Architects
Location
No. 7, Zhongzheng 1st Road, Lingya District, Kaohsiung City, Taiwan (ROC) 802Area
141000.0 m2Project Year
2016Photographs
After we won the competition in March 2007 the biggest question was how we would realise the building, and in particular how we would to manufacture the skin. The covered outside space, a seamless curved canopy would be reminiscent of the Banyan trees found in the park.
We analyzed many materials - stucco, tiles, concrete, membrane – but none were suitable. Not from a technical point of view or a logical point of view. Many of those materials needed a backing, mould or frame. Therefore you would be building the shape twice. We wanted a pure, single material. And I knew we had to look somewhere else. The building practice was not going to be able to provide the solution yet.

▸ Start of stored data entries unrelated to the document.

//! Write analysis outputs: the results text block and the JSON export.

use std::fs::{self, File};
use std::io::Write;
use std::path::Path;

use chrono::{DateTime, Local};
use log::info;
use serde::Serialize;

use crate::domain::Analysis;
use crate::error::AppError;

/// Create the output directory (and parents) if it does not exist yet.
pub fn ensure_output_dir(dir: &Path) -> Result<(), AppError> {
    if dir.is_dir() {
        return Ok(());
    }
    fs::create_dir_all(dir).map_err(|e| {
        AppError::new(2, format!("Failed to create output directory '{}': {e}", dir.display()))
    })?;
    info!("Created directory: {}", dir.display());
    Ok(())
}

/// Write the results text, replacing any previous file.
pub fn write_results_text(path: &Path, text: &str) -> Result<(), AppError> {
    let mut file = File::create(path)
        .map_err(|e| AppError::new(2, format!("Failed to create results file '{}': {e}", path.display())))?;
    file.write_all(text.as_bytes())
        .map_err(|e| AppError::new(2, format!("Failed to write results file '{}': {e}", path.display())))?;
    info!("Results saved to: {}", path.display());
    Ok(())
}

#[derive(Serialize)]
struct AnalysisExport<'a> {
    tool: &'static str,
    generated: DateTime<Local>,
    #[serde(flatten)]
    analysis: &'a Analysis,
    correlation: f64,
    reduced_chi2: Option<f64>,
}

/// Write the analysis as pretty-printed JSON.
pub fn write_analysis_json(path: &Path, analysis: &Analysis, generated: DateTime<Local>) -> Result<(), AppError> {
    let file = File::create(path)
        .map_err(|e| AppError::new(2, format!("Failed to create JSON export '{}': {e}", path.display())))?;

    let export = AnalysisExport {
        tool: "labfit",
        generated,
        analysis,
        correlation: analysis.fit.correlation(),
        reduced_chi2: analysis.fit.reduced_chi2(),
    };

    serde_json::to_writer_pretty(file, &export)
        .map_err(|e| AppError::new(2, format!("Failed to write JSON export: {e}")))?;
    info!("JSON export saved to: {}", path.display());
    Ok(())
}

It is too reliant on prefabrication, repetition and tolerance.
Ships have similar shapes and dimensions as our Banyan Plaza. Ships are seamless and they don’t have repetitive shapes.
Early 2008 I contacted ship building engineers to discuss the project. We had several early discussions and soon we were confident that it could be done. With the 3D models we created in Rhino and Digital Project we exchanged files with the ship engineers – they integrated it into their software and made the calculations. We would make big segments (approximately 5 x 8 m) with stiffeners on the back of the 6mm thick skin plate. The skin plates are cold-bended in the factory so to prevent avoid characteristics, notably tension in the panels. Forming the panels is a specialist job that requires careful interaction between man and machine. Ultimately it is like hammering a steel plate into shape.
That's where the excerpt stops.